J Reconstr Microsurg 2006; 22 - A003
DOI: 10.1055/s-2006-955123

Composite Hemiface/Calvarium Allograft Transplantation Model in the Rat

Ilker Yazici 1, Sakir Unal 1, Aleksandra Klimczak 1, Maria Siemionow 1
  • 1The Cleveland Clinic Foundation, Cleveland, Ohio, USA

The purpose of this study was to extend the application of the face/scalp allograft transplantation model in rats by incorporation of the scalp, calvarial bone, and facial skin in a single surgical procedure based on the same vascular pedicle as a new treatment option for extensive craniofacial deformities with large bone defects.

Seven transplantations were performed across the MHC barrier between Lewis-Brown Norway (LBN, RT1l + n) and Lewis (LEW, RT1l) rats under a tapered dose of cyclosporine A monotherapy.

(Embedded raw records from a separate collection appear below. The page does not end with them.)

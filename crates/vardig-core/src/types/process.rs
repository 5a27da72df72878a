//! Thread and architecture types.

use std::fmt;

/// Thread identifier
///
/// A thread identifier uniquely identifies a thread within a process. The exact
/// representation is platform-specific (Mach thread port, Linux TID, Windows
/// thread id); it is stored as a `u64` to stay target-agnostic.
///
/// ## Example
///
/// ```rust
/// use vardig_core::types::ThreadId;
///
/// let thread = ThreadId::from(12345);
/// assert_eq!(thread.raw(), 12345);
/// ```
#[derive(Debug, Clone, Copy, PartialEq, Eq, Hash, Default)]
pub struct ThreadId(pub u64);

impl ThreadId
{
    /// Get the raw `u64` representation of the thread identifier
    pub fn raw(&self) -> u64
    {
        self.0
    }
}

impl From<u64> for ThreadId
{
    fn from(value: u64) -> Self
    {
        Self(value)
    }
}

impl fmt::Display for ThreadId
{
    fn fmt(&self, f: &mut fmt::Formatter<'_>) -> fmt::Result
    {
        write!(f, "{}", self.0)
    }
}

/// CPU architecture of the target
///
/// The value layer only needs two facts from the architecture: the width of a
/// pointer (every header word is pointer sized) and how DWARF register numbers
/// are named when a register-backed value is displayed.
#[derive(Debug, Clone, Copy, PartialEq, Eq, Hash)]
pub enum Architecture
{
    /// 64-bit ARM
    Arm64,
    /// 64-bit x86 (Intel/AMD)
    X86_64,
    /// 32-bit x86
    X86,
    /// Any other architecture (or unknown)
    Unknown(&'static str),
}

impl Architecture
{
    /// Get the architecture of the currently running binary
    pub const fn current() -> Self
    {
        #[cfg(target_arch = "aarch64")]
        {
            Architecture::Arm64
        }

        #[cfg(target_arch = "x86_64")]
        {
            Architecture::X86_64
        }

        #[cfg(target_arch = "x86")]
        {
            Architecture::X86
        }

        #[cfg(not(any(target_arch = "aarch64", target_arch = "x86_64", target_arch = "x86")))]
        {
            Architecture::Unknown(std::env::consts::ARCH)
        }
    }

    /// Size of a pointer in bytes for this architecture.
    #[must_use]
    pub const fn pointer_size_bytes(self) -> u8
    {
        match self {
            Architecture::Arm64 | Architecture::X86_64 => 8,
            Architecture::X86 => 4,
            Architecture::Unknown(_) => 8,
        }
    }

    /// DWARF name of a register number, if the architecture defines one.
    #[must_use]
    pub fn register_name(self, register: gimli::Register) -> Option<&'static str>
    {
        match self {
            Architecture::Arm64 => gimli::AArch64::register_name(register),
            Architecture::X86_64 => gimli::X86_64::register_name(register),
            Architecture::X86 => gimli::X86::register_name(register),
            Architecture::Unknown(_) => None,
        }
    }
}

impl fmt::Display for Architecture
{
    fn fmt(&self, f: &mut fmt::Formatter<'_>) -> fmt::Result
    {
        match self {
            Architecture::Arm64 => write!(f, "arm64"),
            Architecture::X86_64 => write!(f, "x86_64"),
            Architecture::X86 => write!(f, "x86"),
            Architecture::Unknown(name) => write!(f, "{name}"),
        }
    }
}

Calvarial bone and face flap were dissected on the same pedicle of the common carotid artery and external jugular vein and were transplanted to the deepithelialized recipient faces. Flap angiography was used to demonstrate the blood supply of the vascularized calvarial bone grafts. Daily physical examination, bone histology, and CT scans were used to evaluate the persistence of the bone structure over time. Flow cytometry was used to evaluate donor-specific chimerism for MHC class I - RT1n-specific antigens.

No signs of rejection or bone resorption were noted up to an average 150 days post transplant with the longest follow-up of 220 days, and animals are still under observation. Bone histology revealed viable bone and bone marrow structure at 105 days post transplant. CT scan showed intact bone grafts up to 105 days. At day 100, post transplant chimerism level showed 2.1% for CD4/R1n, 2.2% for CD8/RT1n T-cell subpopulation, and 3.5% for CD45RA/RT1n of B lymphocytes.

The authors presented a composite face/scalp allograft transplantation model in which vascularized calvarial bone graft was included for reconstruction of bone defects. Proper tolerance was induced across the MHC barrier under a low-dose CsA monotherapy protocol with the presence of donor-specific chimerism in the peripheral blood.